El Valet de Diamantes había duplicado su fortuna familiar desde el ascenso de Roja al trono. Su poder de observación le había resultado muy útil en una sociedad donde sólo medraban los más taimados, los más oportunistas, los más egoístas y los más desleales con sus amigos. De niño solía acompañar a la Dama de Diamantes a la fortaleza de Roja en el monte Solitario. Fue la mejor formación que podía haber recibido: ver a su madre alabar a la Reina y entregarle cristales preciosos para conseguir las pequeñas concesiones que le pedía; estudiar las negociaciones de Roja con los traficantes de armas y empresarios del mundo del espectáculo que solicitaban licencias para cazar galimatazos vivos en las llanuras Volcánicas y enfrentarlos entre sí en el anfiteatro de Marvilópolis.

En sentido estricto, no era un alysiano, más bien un «valetiano» interesado únicamente en su propio bienestar y provecho. Con el permiso de Roja, suministraba alimentos a los alysianos; a cambio, él le facilitaba información secreta de la que omitía detalles importantes, pues si diezmaban a los alysianos, él dejaría de ser tan rico. Sus métodos, aunque indirectos y laberínticos, le proporcionaban el doble de beneficios que otras operaciones comerciales más simples. Averiguaba cuándo saldría de fábrica un envío de arañas obús y, utilizando como intermediario a un vitróculo reprogramado a fin de proteger su identidad, vendía dicha información a ciertos sujetos de intenciones aviesas. Una vez perpetrado el robo, su vitróculo lo denunciaba a las autoridades de Roja, pero para cuando éstas interrogaban a los delincuentes y averiguaban dónde estaba el alijo de arañas obús, el Valet ya se las había llevado de allí y se las había vendido a los alysianos.

—¿Crees que deberíamos participar en la cumbre? —le preguntó el general Doppelgänger.

—No veo que tengamos alternativa.

—Caballero, ¿tú qué opinas?

—No se puede confiar en ella. Pero yo obedeceré tus órdenes, sean las que sean.
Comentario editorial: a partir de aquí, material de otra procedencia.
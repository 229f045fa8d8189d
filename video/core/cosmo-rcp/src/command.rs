use bitfield::bitfield;
use bitflags::bitflags;
use core::ops::Deref;
use crate::rdp::RdpError;

pub mod op {
    pub const TEXTURE_RECTANGLE: u8 = 0x24;
    pub const SYNC_LOAD: u8 = 0x26;
    pub const SYNC_PIPE: u8 = 0x27;
    pub const SYNC_TILE: u8 = 0x28;
    pub const SYNC_FULL: u8 = 0x29;
    pub const SET_SCISSOR: u8 = 0x2D;
    pub const SET_OTHER_MODES: u8 = 0x2F;
    pub const LOAD_TLUT: u8 = 0x30;
    pub const LOAD_TILE: u8 = 0x34;
    pub const SET_TILE: u8 = 0x35;
    pub const SET_TEXTURE_IMAGE: u8 = 0x3D;
    pub const SET_COLOR_IMAGE: u8 = 0x3F;
}

bitfield! {
    #[derive(Copy, Clone, PartialEq, Eq)]
    pub struct CommandWord(u64);
    impl Debug;
    pub u8, opcode, set_opcode: 61, 56;
}

bitfield! {
    /// SetColorImage / SetTextureImage.
    #[derive(Copy, Clone, PartialEq, Eq)]
    pub struct ImageWord(u64);
    impl Debug;
    pub u8, opcode, set_opcode: 61, 56;
    pub u8, format, set_format: 55, 53;
    pub u8, size, set_size: 52, 51;
    pub u16, width_minus_one, set_width_minus_one: 41, 32;
    pub u32, addr, set_addr: 25, 0;
}

bitfield! {
    #[derive(Copy, Clone, PartialEq, Eq)]
    pub struct TileWord(u64);
    impl Debug;
    pub u8, opcode, set_opcode: 61, 56;
    pub u8, format, set_format: 55, 53;
    pub u8, size, set_size: 52, 51;
    pub u16, line, set_line: 49, 41;
    pub u16, tmem, set_tmem: 40, 32;
    pub u8, tile, set_tile: 26, 24;
    pub u8, palette, set_palette: 23, 20;
}

bitfield! {
    /// LoadTile / LoadTlut. Coordinates are 10.2.
    #[derive(Copy, Clone, PartialEq, Eq)]
    pub struct LoadWord(u64);
    impl Debug;
    pub u8, opcode, set_opcode: 61, 56;
    pub u16, sl, set_sl: 55, 44;
    pub u16, tl, set_tl: 43, 32;
    pub u8, tile, set_tile: 26, 24;
    pub u16, sh, set_sh: 23, 12;
    pub u16, th, set_th: 11, 0;
}

bitfield! {
    #[derive(Copy, Clone, PartialEq, Eq)]
    pub struct ScissorWord(u64);
    impl Debug;
    pub u8, opcode, set_opcode: 61, 56;
    pub u16, xh, set_xh: 55, 44;
    pub u16, yh, set_yh: 43, 32;
    pub u16, xl, set_xl: 23, 12;
    pub u16, yl, set_yl: 11, 0;
}

bitfield! {
    /// First word of TextureRectangle: lower-right corner first.
    #[derive(Copy, Clone, PartialEq, Eq)]
    pub struct RectWord(u64);
    impl Debug;
    pub u8, opcode, set_opcode: 61, 56;
    pub u16, xl, set_xl: 55, 44;
    pub u16, yl, set_yl: 43, 32;
    pub u8, tile, set_tile: 26, 24;
    pub u16, xh, set_xh: 23, 12;
    pub u16, yh, set_yh: 11, 0;
}

bitfield! {
    /// Second word of TextureRectangle.
    #[derive(Copy, Clone, PartialEq, Eq)]
    pub struct TexCoordWord(u64);
    impl Debug;
    pub u16, s, set_s: 63, 48;
    pub u16, t, set_t: 47, 32;
    pub u16, dsdx, set_dsdx: 31, 16;
    pub u16, dtdy, set_dtdy: 15, 0;
}

bitflags! {
    #[derive(Copy, Clone, Debug, PartialEq, Eq)]
    pub struct OtherModes: u64 {
        const CYCLE_COPY = 2 << 52;
        const CYCLE_FILL = 3 << 52;
        const ENABLE_TLUT = 1 << 47;
        const TLUT_IA = 1 << 46;
        const SAMPLE_BILERP = 1 << 45;
        const ALPHA_COMPARE = 1 << 0;
    }
}

const OTHER_MODES_MASK: u64 = (1 << 56) - 1;

#[derive(Copy, Clone, Debug, PartialEq, Eq)]
pub enum CycleType {
    OneCycle,
    TwoCycle,
    Copy,
    Fill,
}

impl OtherModes {
    pub fn cycle_type(&self) -> CycleType {
        match (self.bits() >> 52) & 0b11 {
            0 => CycleType::OneCycle,
            1 => CycleType::TwoCycle,
            2 => CycleType::Copy,
            _ => CycleType::Fill,
        }
    }
}

#[derive(Copy, Clone, Debug, PartialEq, Eq)]
pub enum TexelFormat {
    Rgba = 0,
    Yuv = 1,
    ColorIndex = 2,
    Ia = 3,
    I = 4,
}

impl TexelFormat {
    fn from_bits(v: u8) -> Result<Self, RdpError> {
        Ok(match v {
            0 => Self::Rgba,
            1 => Self::Yuv,
            2 => Self::ColorIndex,
            3 => Self::Ia,
            4 => Self::I,
            _ => return Err(RdpError::Unsupported("texel format")),
        })
    }
}

#[derive(Copy, Clone, Debug, PartialEq, Eq)]
pub enum PixelSize {
    Bits4 = 0,
    Bits8 = 1,
    Bits16 = 2,
    Bits32 = 3,
}

impl PixelSize {
    fn from_bits(v: u8) -> Self {
        match v & 0b11 {
            0 => Self::Bits4,
            1 => Self::Bits8,
            2 => Self::Bits16,
            _ => Self::Bits32,
        }
    }

    /// Bytes per texel; 4-bit texels round up to one.
    pub fn bytes(&self) -> u32 {
        match self {
            Self::Bits4 | Self::Bits8 => 1,
            Self::Bits16 => 2,
            Self::Bits32 => 4,
        }
    }
}

#[derive(Copy, Clone, Debug, PartialEq, Eq)]
pub struct ImageDesc {
    pub format: TexelFormat,
    pub size: PixelSize,
    pub width: u16,
    pub addr: u32,
}

#[derive(Copy, Clone, Debug, PartialEq, Eq)]
pub struct TileDesc {
    pub format: TexelFormat,
    pub size: PixelSize,
    /// Row stride in 64-bit TMEM words.
    pub line: u16,
    /// Base in 64-bit TMEM words.
    pub tmem: u16,
    pub tile: u8,
    pub palette: u8,
}

impl Default for TileDesc {
    fn default() -> Self {
        Self { format: TexelFormat::Rgba, size: PixelSize::Bits16, line: 0, tmem: 0, tile: 0, palette: 0 }
    }
}

#[derive(Copy, Clone, Debug, PartialEq, Eq)]
pub struct LoadArea {
    pub tile: u8,
    pub sl: u16,
    pub tl: u16,
    pub sh: u16,
    pub th: u16,
}

#[derive(Copy, Clone, Debug, PartialEq, Eq)]
pub struct Scissor {
    pub xh: u16,
    pub yh: u16,
    pub xl: u16,
    pub yl: u16,
}

#[derive(Copy, Clone, Debug, PartialEq, Eq)]
pub struct TexRect {
    pub tile: u8,
    pub xh: u16,
    pub yh: u16,
    pub xl: u16,
    pub yl: u16,
    pub s: i16,
    pub t: i16,
    pub dsdx: i16,
    pub dtdy: i16,
}

#[derive(Copy, Clone, Debug, PartialEq, Eq)]
pub enum Command {
    SyncPipe,
    SyncTile,
    SyncLoad,
    SyncFull,
    SetOtherModes(OtherModes),
    SetScissor(Scissor),
    SetColorImage(ImageDesc),
    SetTextureImage(ImageDesc),
    SetTile(TileDesc),
    LoadTile(LoadArea),
    LoadTlut(LoadArea),
    TextureRectangle(TexRect),
}

/// One or two encoded command words.
#[derive(Copy, Clone, Debug)]
pub struct Encoded {
    words: [u64; 2],
    len: usize,
}

impl Deref for Encoded {
    type Target = [u64];

    fn deref(&self) -> &[u64] {
        &self.words[..self.len]
    }
}

impl Encoded {
    fn one(w: u64) -> Self {
        Self { words: [w, 0], len: 1 }
    }
}

fn opcode_word(opcode: u8) -> CommandWord {
    let mut w = CommandWord(0);
    w.set_opcode(opcode);
    w
}

fn image_word(opcode: u8, image: &ImageDesc) -> u64 {
    let mut w = ImageWord(0);
    w.set_opcode(opcode);
    w.set_format(image.format as u8);
    w.set_size(image.size as u8);
    w.set_width_minus_one(image.width.saturating_sub(1));
    w.set_addr(image.addr);
    w.0
}

fn load_word(opcode: u8, area: &LoadArea) -> u64 {
    let mut w = LoadWord(0);
    w.set_opcode(opcode);
    w.set_sl(area.sl);
    w.set_tl(area.tl);
    w.set_tile(area.tile);
    w.set_sh(area.sh);
    w.set_th(area.th);
    w.0
}

fn decode_image(w: u64) -> Result<ImageDesc, RdpError> {
    let w = ImageWord(w);
    Ok(ImageDesc {
        format: TexelFormat::from_bits(w.format())?,
        size: PixelSize::from_bits(w.size()),
        width: w.width_minus_one() + 1,
        addr: w.addr(),
    })
}

fn decode_load(w: u64) -> LoadArea {
    let w = LoadWord(w);
    LoadArea { tile: w.tile(), sl: w.sl(), tl: w.tl(), sh: w.sh(), th: w.th() }
}

impl Command {
    pub fn encode(&self) -> Encoded {
        match self {
            Command::SyncPipe => Encoded::one(opcode_word(op::SYNC_PIPE).0),
            Command::SyncTile => Encoded::one(opcode_word(op::SYNC_TILE).0),
            Command::SyncLoad => Encoded::one(opcode_word(op::SYNC_LOAD).0),
            Command::SyncFull => Encoded::one(opcode_word(op::SYNC_FULL).0),
            Command::SetOtherModes(modes) => {
                Encoded::one(opcode_word(op::SET_OTHER_MODES).0 | (modes.bits() & OTHER_MODES_MASK))
            }
            Command::SetScissor(sc) => {
                let mut w = ScissorWord(0);
                w.set_opcode(op::SET_SCISSOR);
                w.set_xh(sc.xh);
                w.set_yh(sc.yh);
                w.set_xl(sc.xl);
                w.set_yl(sc.yl);
                Encoded::one(w.0)
            }
            Command::SetColorImage(image) => Encoded::one(image_word(op::SET_COLOR_IMAGE, image)),
            Command::SetTextureImage(image) => Encoded::one(image_word(op::SET_TEXTURE_IMAGE, image)),
            Command::SetTile(tile) => {
                let mut w = TileWord(0);
                w.set_opcode(op::SET_TILE);
                w.set_format(tile.format as u8);
                w.set_size(tile.size as u8);
                w.set_line(tile.line);
                w.set_tmem(tile.tmem);
                w.set_tile(tile.tile);
                w.set_palette(tile.palette);
                Encoded::one(w.0)
            }
            Command::LoadTile(area) => Encoded::one(load_word(op::LOAD_TILE, area)),
            Command::LoadTlut(area) => Encoded::one(load_word(op::LOAD_TLUT, area)),
            Command::TextureRectangle(rect) => {
                let mut hi = RectWord(0);
                hi.set_opcode(op::TEXTURE_RECTANGLE);
                hi.set_xl(rect.xl);
                hi.set_yl(rect.yl);
                hi.set_tile(rect.tile);
                hi.set_xh(rect.xh);
                hi.set_yh(rect.yh);

                let mut lo = TexCoordWord(0);
                lo.set_s(rect.s as u16);
                lo.set_t(rect.t as u16);
                lo.set_dsdx(rect.dsdx as u16);
                lo.set_dtdy(rect.dtdy as u16);

                Encoded { words: [hi.0, lo.0], len: 2 }
            }
        }
    }

    /// Decodes the command at the head of `words`, returning it with the
    /// number of words it occupied.
    pub fn decode(words: &[u64]) -> Result<(Command, usize), RdpError> {
        let Some(&w) = words.first() else {
            return Err(RdpError::Truncated { opcode: 0 })
        };

        let opcode = CommandWord(w).opcode();
        let cmd = match opcode {
            op::SYNC_PIPE => Command::SyncPipe,
            op::SYNC_TILE => Command::SyncTile,
            op::SYNC_LOAD => Command::SyncLoad,
            op::SYNC_FULL => Command::SyncFull,
            op::SET_OTHER_MODES => Command::SetOtherModes(OtherModes::from_bits_retain(w & OTHER_MODES_MASK)),
            op::SET_SCISSOR => {
                let w = ScissorWord(w);
                Command::SetScissor(Scissor { xh: w.xh(), yh: w.yh(), xl: w.xl(), yl: w.yl() })
            }
            op::SET_COLOR_IMAGE => Command::SetColorImage(decode_image(w)?),
            op::SET_TEXTURE_IMAGE => Command::SetTextureImage(decode_image(w)?),
            op::SET_TILE => {
                let w = TileWord(w);
                Command::SetTile(TileDesc {
                    format: TexelFormat::from_bits(w.format())?,
                    size: PixelSize::from_bits(w.size()),
                    line: w.line(),
                    tmem: w.tmem(),
                    tile: w.tile(),
                    palette: w.palette(),
                })
            }
            op::LOAD_TILE => Command::LoadTile(decode_load(w)),
            op::LOAD_TLUT => Command::LoadTlut(decode_load(w)),
            op::TEXTURE_RECTANGLE => {
                let Some(&w1) = words.get(1) else {
                    return Err(RdpError::Truncated { opcode })
                };
                let hi = RectWord(w);
                let lo = TexCoordWord(w1);
                let rect = TexRect {
                    tile: hi.tile(),
                    xh: hi.xh(),
                    yh: hi.yh(),
                    xl: hi.xl(),
                    yl: hi.yl(),
                    s: lo.s() as i16,
                    t: lo.t() as i16,
                    dsdx: lo.dsdx() as i16,
                    dtdy: lo.dtdy() as i16,
                };
                return Ok((Command::TextureRectangle(rect), 2))
            }
            _ => return Err(RdpError::UnknownOpcode(opcode)),
        };

        Ok((cmd, 1))
    }
}

#[cfg(test)]
mod tests {
    use super::*;

    #[test]
    fn texture_rectangle_layout() {
        let rect = TexRect { tile: 1, xh: 0, yh: 4, xl: 1276, yl: 8, s: 0, t: -32, dsdx: 4096, dtdy: 1024 };
        let enc = Command::TextureRectangle(rect).encode();
        assert_eq!(enc.len(), 2);
        assert_eq!(enc[0] >> 56, 0x24);
        assert_eq!((enc[0] >> 44) & 0xFFF, 1276);
        assert_eq!((enc[0] >> 24) & 0x7, 1);
        assert_eq!(enc[1] & 0xFFFF, 1024);
        assert_eq!((enc[1] >> 32) & 0xFFFF, 0xFFE0);

        let (decoded, used) = Command::decode(&enc).unwrap();
        assert_eq!(used, 2);
        assert_eq!(decoded, Command::TextureRectangle(rect));
    }

    #[test]
    fn tile_and_image_fields() {
        let tile = TileDesc { format: TexelFormat::ColorIndex, size: PixelSize::Bits8, line: 40, tmem: 0, tile: 1, palette: 1 };
        let enc = Command::SetTile(tile).encode();
        assert_eq!(enc[0] >> 56, 0x35);
        assert_eq!((enc[0] >> 53) & 0x7, 2);
        assert_eq!((enc[0] >> 41) & 0x1FF, 40);
        assert_eq!((enc[0] >> 20) & 0xF, 1);
        assert_eq!(Command::decode(&enc).unwrap().0, Command::SetTile(tile));

        let image = ImageDesc { format: TexelFormat::Rgba, size: PixelSize::Bits16, width: 320, addr: 0x10_0000 };
        let enc = Command::SetColorImage(image).encode();
        assert_eq!((enc[0] >> 32) & 0x3FF, 319);
        assert_eq!(enc[0] & 0x3FF_FFFF, 0x10_0000);
        assert_eq!(Command::decode(&enc).unwrap().0, Command::SetColorImage(image));
    }

    #[test]
    fn other_modes_cycle_type() {
        let modes = OtherModes::CYCLE_COPY | OtherModes::ENABLE_TLUT;
        assert_eq!(modes.cycle_type(), CycleType::Copy);
        assert_eq!(OtherModes::ENABLE_TLUT.cycle_type(), CycleType::OneCycle);
        assert_eq!(OtherModes::CYCLE_FILL.cycle_type(), CycleType::Fill);

        let enc = Command::SetOtherModes(modes).encode();
        assert_eq!(enc[0] >> 56, 0x2F);
        assert_eq!(Command::decode(&enc).unwrap().0, Command::SetOtherModes(modes));
    }

    #[test]
    fn decode_errors() {
        assert_eq!(Command::decode(&[0x01 << 56]), Err(RdpError::UnknownOpcode(0x01)));
        let enc = Command::TextureRectangle(TexRect { tile: 0, xh: 0, yh: 0, xl: 4, yl: 4, s: 0, t: 0, dsdx: 1024, dtdy: 1024 }).encode();
        assert_eq!(Command::decode(&enc[..1]), Err(RdpError::Truncated { opcode: 0x24 }));

        let mut bad = TileWord(0);
        bad.set_opcode(op::SET_TILE);
        bad.set_format(7);
        assert_eq!(Command::decode(&[bad.0]), Err(RdpError::Unsupported("texel format")));
    }
}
El general Doppelgänger suspiró y —del mismo modo que una gota de agua se dividiría por la mitad para formar dos gotitas idénticas— se separó en dos. Los generales Doppel y Gänger se pusieron a caminar de un lado a otro, inquietos.

Había otros que habrían debido asistir a la reunión. Al secretario real, Jacob Noncelo, le había resultado imposible; eran contadas las ocasiones en que podía apartarse de Roja sin correr riesgos. En cuanto a Dodge Anders…, bueno, nadie sabía dónde estaba. Con frecuencia se marchaba solo, sin decir adonde, y a nadie le parecía adecuado preguntárselo.

—General Doppel…

—¿Sí, general Gänger?

Los generales se quedaron quietos, mirándose, por unos instantes, y luego asintieron con la cabeza; habían llegado a una conclusión. El general Doppel habló.

—Obviamente, nosotros tampoco nos fiamos de Roja, pero estamos de acuerdo con el Valet de Diamantes. Nuestras tropas se están debilitando. Dentro de poco, Roja no tendrá que molestarse en fingir que quiere llegar a un acuerdo con nosotros.

—Bien, entonces yo me encargo de todo —dijo el Valet de Diamantes, forcejeando por liberarse de la silla—. Estoy deseando que llegue el día en que pueda sentarme con todos vosotros en unos muebles decentes. Y ahora, si alguien… tuviera la bondad de ayudarme…

Los generales no mencionaron su plan de contingencia, que consistía en llevar clandestinamente a los alysianos clave a Confinia y conspirar con el rey Arch para derrocar a Roja: podrían pedir soldados y armas a cambio de la promesa de instalar a un hombre en el trono. Por el momento, decidieron guardar en secreto dicho plan y ocultárselo incluso a sus consejeros, con la esperanza de que no fuera necesario ponerlo en práctica.